## Data in this exercise
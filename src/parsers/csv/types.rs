use std::str::FromStr;

use crate::errors::ImportError;
use chrono::NaiveDate;
use rust_decimal::Decimal;
use serde::{Deserialize, Serialize};

/// Representa uma data extraída de um arquivo CSV de fatura.
///
/// Normalmente as datas vêm em formatos como:
/// - YYYY-MM-DD
/// - DD/MM/YYYY
/// - MM/DD/YYYY (menos comum no Brasil, mas possível)
#[derive(Debug, Clone, Serialize, Deserialize)]
pub struct CsvDate(String);

impl CsvDate {
    /// Tenta converter a string de data para `NaiveDate` aceitando os formatos mais comuns
    pub fn parse(&self) -> Result<NaiveDate, ImportError> {
        let s = self.0.trim();

        // Tentativas em ordem de probabilidade comum no Brasil e internacional
        if let Ok(date) = NaiveDate::parse_from_str(s, "%Y-%m-%d") {
            return Ok(date);
        }
        if let Ok(date) = NaiveDate::parse_from_str(s, "%d/%m/%Y") {
            return Ok(date);
        }
        if let Ok(date) = NaiveDate::parse_from_str(s, "%m/%d/%Y") {
            return Ok(date);
        }

        Err(ImportError::CsvDateInvalidFormat)
    }
}

impl From<String> for CsvDate {
    fn from(value: String) -> Self {
        Self(value)
    }
}

impl From<&str> for CsvDate {
    fn from(value: &str) -> Self {
        Self(value.to_string())
    }
}

impl TryFrom<CsvDate> for NaiveDate {
    type Error = ImportError;

    fn try_from(date: CsvDate) -> Result<Self, Self::Error> {
        date.parse()
    }
}

/// Valor monetário como aparece no CSV.
///
/// Aceita ponto ou vírgula como separador decimal. Quando os dois aparecem,
/// o último é o decimal e o outro é separador de milhar (`1.234,56`, `1,234.56`).
/// Com um só tipo de separador, ele é de milhar quando agrupa exatamente três
/// dígitos (`1,234`, `1.234.567`). Fora disso a vírgula é decimal (`100,50`)
/// e um ponto isolado é sempre decimal (`1.234`).
/// Símbolo de moeda no início (`R$`, `$`) é descartado.
#[derive(Debug, Clone, Serialize, Deserialize)]
pub struct CsvAmount(String);

impl CsvAmount {
    pub fn parse(&self) -> Result<Decimal, ImportError> {
        let invalid = || ImportError::CsvAmountInvalid(self.0.clone());

        let compact: String = self.0.chars().filter(|c| !c.is_whitespace()).collect();
        let (negative, unsigned) = match compact.strip_prefix('-') {
            Some(rest) => (true, rest),
            None => (false, compact.as_str()),
        };
        let digits = unsigned
            .strip_prefix("R$")
            .or_else(|| unsigned.strip_prefix('$'))
            .unwrap_or(unsigned);

        if digits.is_empty() {
            return Err(invalid());
        }

        let normalized = match (digits.rfind('.'), digits.rfind(',')) {
            (Some(dot), Some(comma)) if comma > dot => digits.replace('.', "").replace(',', "."),
            (Some(_), Some(_)) => digits.replace(',', ""),
            (None, Some(_)) if is_thousands_grouping(digits, ',') => digits.replace(',', ""),
            (None, Some(_)) => digits.replace(',', "."),
            (Some(_), None) if digits.matches('.').count() > 1 && is_thousands_grouping(digits, '.') => {
                digits.replace('.', "")
            }
            _ => digits.to_string(),
        };

        let value = Decimal::from_str(&normalized).map_err(|_| invalid())?;
        Ok(if negative { -value } else { value })
    }
}

/// `1,234` ou `1,234,567`: primeiro grupo com 1 a 3 dígitos sem zero à
/// esquerda, os demais com exatamente três.
fn is_thousands_grouping(digits: &str, separator: char) -> bool {
    let mut groups = digits.split(separator);
    let head = groups.next().unwrap_or("");
    let is_digits = |g: &str| g.chars().all(|c| c.is_ascii_digit());

    (1..=3).contains(&head.len())
        && is_digits(head)
        && !head.starts_with('0')
        && groups.all(|g| g.len() == 3 && is_digits(g))
}

impl From<String> for CsvAmount {
    fn from(value: String) -> Self {
        Self(value)
    }
}

impl From<&str> for CsvAmount {
    fn from(value: &str) -> Self {
        Self(value.to_string())
    }
}

impl TryFrom<CsvAmount> for Decimal {
    type Error = ImportError;

    fn try_from(amount: CsvAmount) -> Result<Self, Self::Error> {
        amount.parse()
    }
}

// -----------------------------------------------------------------------------
// Testes
// -----------------------------------------------------------------------------

#[cfg(test)]
mod tests {
    use super::*;
    use chrono::{Datelike, NaiveDate};
    use rstest::rstest;

    #[rstest]
    #[case("2025-12-26", 2025, 12, 26)]
    #[case("26/12/2025", 2025, 12, 26)]
    #[case("12/26/2025", 2025, 12, 26)]
    #[case("2025-01-01", 2025, 1, 1)]
    #[case("  2024-01-15 ", 2024, 1, 15)]
    fn test_csv_date_valid_formats(
        #[case] input: &str,
        #[case] year: i32,
        #[case] month: u32,
        #[case] day: u32,
    ) {
        let date: NaiveDate = CsvDate::from(input).try_into().unwrap();
        assert_eq!(date.year(), year);
        assert_eq!(date.month(), month);
        assert_eq!(date.day(), day);
    }

    #[rstest]
    #[case("2025-13-01")]     // mês inválido
    #[case("2025-02-30")]     // fevereiro inválido
    #[case("26-12-2025")]     // formato diferente
    #[case("")]
    #[case("   ")]
    fn test_csv_date_invalid_formats(#[case] input: &str) {
        let result: Result<NaiveDate, _> = CsvDate::from(input).try_into();
        assert!(matches!(result, Err(ImportError::CsvDateInvalidFormat)));
    }

    #[rstest]
    #[case("100.00", "100.00")]
    #[case("100,50", "100.50")]
    #[case("-50.00", "-50.00")]
    #[case("1.234,56", "1234.56")]
    #[case("1,234.56", "1234.56")]
    #[case("R$ 99,90", "99.90")]
    #[case("-R$ 10,00", "-10.00")]
    #[case("$12.5", "12.5")]
    #[case(" 7 ", "7")]
    #[case("1,234", "1234")]              // milhar no formato americano
    #[case("1,234,567", "1234567")]
    #[case("1.234.567", "1234567")]
    #[case("1.234", "1.234")]              // ponto único continua decimal
    #[case("0,500", "0.500")]
    #[case("12,3456", "12.3456")]
    fn test_csv_amount_valid(#[case] input: &str, #[case] expected: &str) {
        let amount: Decimal = CsvAmount::from(input).try_into().unwrap();
        assert_eq!(amount, Decimal::from_str(expected).unwrap());
    }

    #[rstest]
    #[case("")]
    #[case("abc")]
    #[case("R$")]
    #[case("12abc")]
    #[case("-")]
    fn test_csv_amount_invalid(#[case] input: &str) {
        let result: Result<Decimal, _> = CsvAmount::from(input).try_into();
        assert!(matches!(result, Err(ImportError::CsvAmountInvalid(_))));
    }
}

## Task instructions
Could you copy out the data in full, exactly as it is written?

## Exercise solution
filename src/parsers/csv/types.rs
use std::str::FromStr;

use crate::errors::ImportError;
use chrono::NaiveDate;
use rust_decimal::Decimal;
use serde::{Deserialize, Serialize};

/// Representa uma data extraída de um arquivo CSV de fatura.
///
/// Normalmente as datas vêm em formatos como:
/// - YYYY-MM-DD
/// - DD/MM/YYYY
/// - MM/DD/YYYY (menos comum no Brasil, mas possível)
#[derive(Debug, Clone, Serialize, Deserialize)]
pub struct CsvDate(String);

impl CsvDate {
    /// Tenta converter a string de data para `NaiveDate` aceitando os formatos mais comuns
    pub fn parse(&self) -> Result<NaiveDate, ImportError> {
        let s = self.0.trim();

        // Tentativas em ordem de probabilidade comum no Brasil e internacional
        if let Ok(date) = NaiveDate::parse_from_str(s, "%Y-%m-%d") {
            return Ok(date);
        }
        if let Ok(date) = NaiveDate::parse_from_str(s, "%d/%m/%Y") {
            return Ok(date);
        }
        if let Ok(date) = NaiveDate::parse_from_str(s, "%m/%d/%Y") {
            return Ok(date);
        }

        Err(ImportError::CsvDateInvalidFormat)
    }
}

impl From<String> for CsvDate {
    fn from(value: String) -> Self {
        Self(value)
    }
}

impl From<&str> for CsvDate {
    fn from(value: &str) -> Self {
        Self(value.to_string())
    }
}

impl TryFrom<CsvDate> for NaiveDate {
    type Error = ImportError;

    fn try_from(date: CsvDate) -> Result<Self, Self::Error> {
        date.parse()
    }
}

/// Valor monetário como aparece no CSV.
///
/// Aceita ponto ou vírgula como separador decimal. Quando os dois aparecem,
/// o último é o decimal e o outro é separador de milhar (`1.234,56`, `1,234.56`).
/// Com um só tipo de separador, ele é de milhar quando agrupa exatamente três
/// dígitos (`1,234`, `1.234.567`). Fora disso a vírgula é decimal (`100,50`)
/// e um ponto isolado é sempre decimal (`1.234`).
/// Símbolo de moeda no início (`R$`, `$`) é descartado.
#[derive(Debug, Clone, Serialize, Deserialize)]
pub struct CsvAmount(String);

impl CsvAmount {
    pub fn parse(&self) -> Result<Decimal, ImportError> {
        let invalid = || ImportError::CsvAmountInvalid(self.0.clone());

        let compact: String = self.0.chars().filter(|c| !c.is_whitespace()).collect();
        let (negative, unsigned) = match compact.strip_prefix('-') {
            Some(rest) => (true, rest),
            None => (false, compact.as_str()),
        };
        let digits = unsigned
            .strip_prefix("R$")
            .or_else(|| unsigned.strip_prefix('$'))
            .unwrap_or(unsigned);

        if digits.is_empty() {
            return Err(invalid());
        }

        let normalized = match (digits.rfind('.'), digits.rfind(',')) {
            (Some(dot), Some(comma)) if comma > dot => digits.replace('.', "").replace(',', "."),
            (Some(_), Some(_)) => digits.replace(',', ""),
            (None, Some(_)) if is_thousands_grouping(digits, ',') => digits.replace(',', ""),
            (None, Some(_)) => digits.replace(',', "."),
            (Some(_), None) if digits.matches('.').count() > 1 && is_thousands_grouping(digits, '.') => {
                digits.replace('.', "")
            }
            _ => digits.to_string(),
        };

        let value = Decimal::from_str(&normalized).map_err(|_| invalid())?;
        Ok(if negative { -value } else { value })
    }
}

/// `1,234` ou `1,234,567`: primeiro grupo com 1 a 3 dígitos sem zero à
/// esquerda, os demais com exatamente três.
fn is_thousands_grouping(digits: &str, separator: char) -> bool {
    let mut groups = digits.split(separator);
    let head = groups.next().unwrap_or("");
    let is_digits = |g: &str| g.chars().all(|c| c.is_ascii_digit());

    (1..=3).contains(&head.len())
        && is_digits(head)
        && !head.starts_with('0')
        && groups.all(|g| g.len() == 3 && is_digits(g))
}

impl From<String> for CsvAmount {
    fn from(value: String) -> Self {
        Self(value)
    }
}

impl From<&str> for CsvAmount {
    fn from(value: &str) -> Self {
        Self(value.to_string())
    }
}

impl TryFrom<CsvAmount> for Decimal {
    type Error = ImportError;

    fn try_from(amount: CsvAmount) -> Result<Self, Self::Error> {
        amount.parse()
    }
}

// -----------------------------------------------------------------------------
// Testes
// -----------------------------------------------------------------------------

#[cfg(test)]
mod tests {
    use super::*;
    use chrono::{Datelike, NaiveDate};
    use rstest::rstest;

    #[rstest]
    #[case("2025-12-26", 2025, 12, 26)]
    #[case("26/12/2025", 2025, 12, 26)]
    #[case("12/26/2025", 2025, 12, 26)]
    #[case("2025-01-01", 2025, 1, 1)]
    #[case("  2024-01-15 ", 2024, 1, 15)]
    fn test_csv_date_valid_formats(
        #[case] input: &str,
        #[case] year: i32,
        #[case] month: u32,
        #[case] day: u32,
    ) {
        let date: NaiveDate = CsvDate::from(input).try_into().unwrap();
        assert_eq!(date.year(), year);
        assert_eq!(date.month(), month);
        assert_eq!(date.day(), day);
    }

    #[rstest]
    #[case("2025-13-01")]     // mês inválido
    #[case("2025-02-30")]     // fevereiro inválido
    #[case("26-12-2025")]     // formato diferente
    #[case("")]
    #[case("   ")]
    fn test_csv_date_invalid_formats(#[case] input: &str) {
        let result: Result<NaiveDate, _> = CsvDate::from(input).try_into();
        assert!(matches!(result, Err(ImportError::CsvDateInvalidFormat)));
    }

    #[rstest]
    #[case("100.00", "100.00")]
    #[case("100,50", "100.50")]
    #[case("-50.00", "-50.00")]
    #[case("1.234,56", "1234.56")]
    #[case("1,234.56", "1234.56")]
    #[case("R$ 99,90", "99.90")]
    #[case("-R$ 10,00", "-10.00")]
    #[case("$12.5", "12.5")]
    #[case(" 7 ", "7")]
    #[case("1,234", "1234")]              // milhar no formato americano
    #[case("1,234,567", "1234567")]
    #[case("1.234.567", "1234567")]
    #[case("1.234", "1.234")]              // ponto único continua decimal
    #[case("0,500", "0.500")]
    #[case("12,3456", "12.3456")]
    fn test_csv_amount_valid(#[case] input: &str, #[case] expected: &str) {
        let amount: Decimal = CsvAmount::from(input).try_into().unwrap();
        assert_eq!(amount, Decimal::from_str(expected).unwrap());
    }

    #[rstest]
    #[case("")]
    #[case("abc")]
    #[case("R$")]
    #[case("12abc")]
    #[case("-")]
    fn test_csv_amount_invalid(#[case] input: &str) {
        let result: Result<Decimal, _> = CsvAmount::from(input).try_into();
        assert!(matches!(result, Err(ImportError::CsvAmountInvalid(_))));
    }
}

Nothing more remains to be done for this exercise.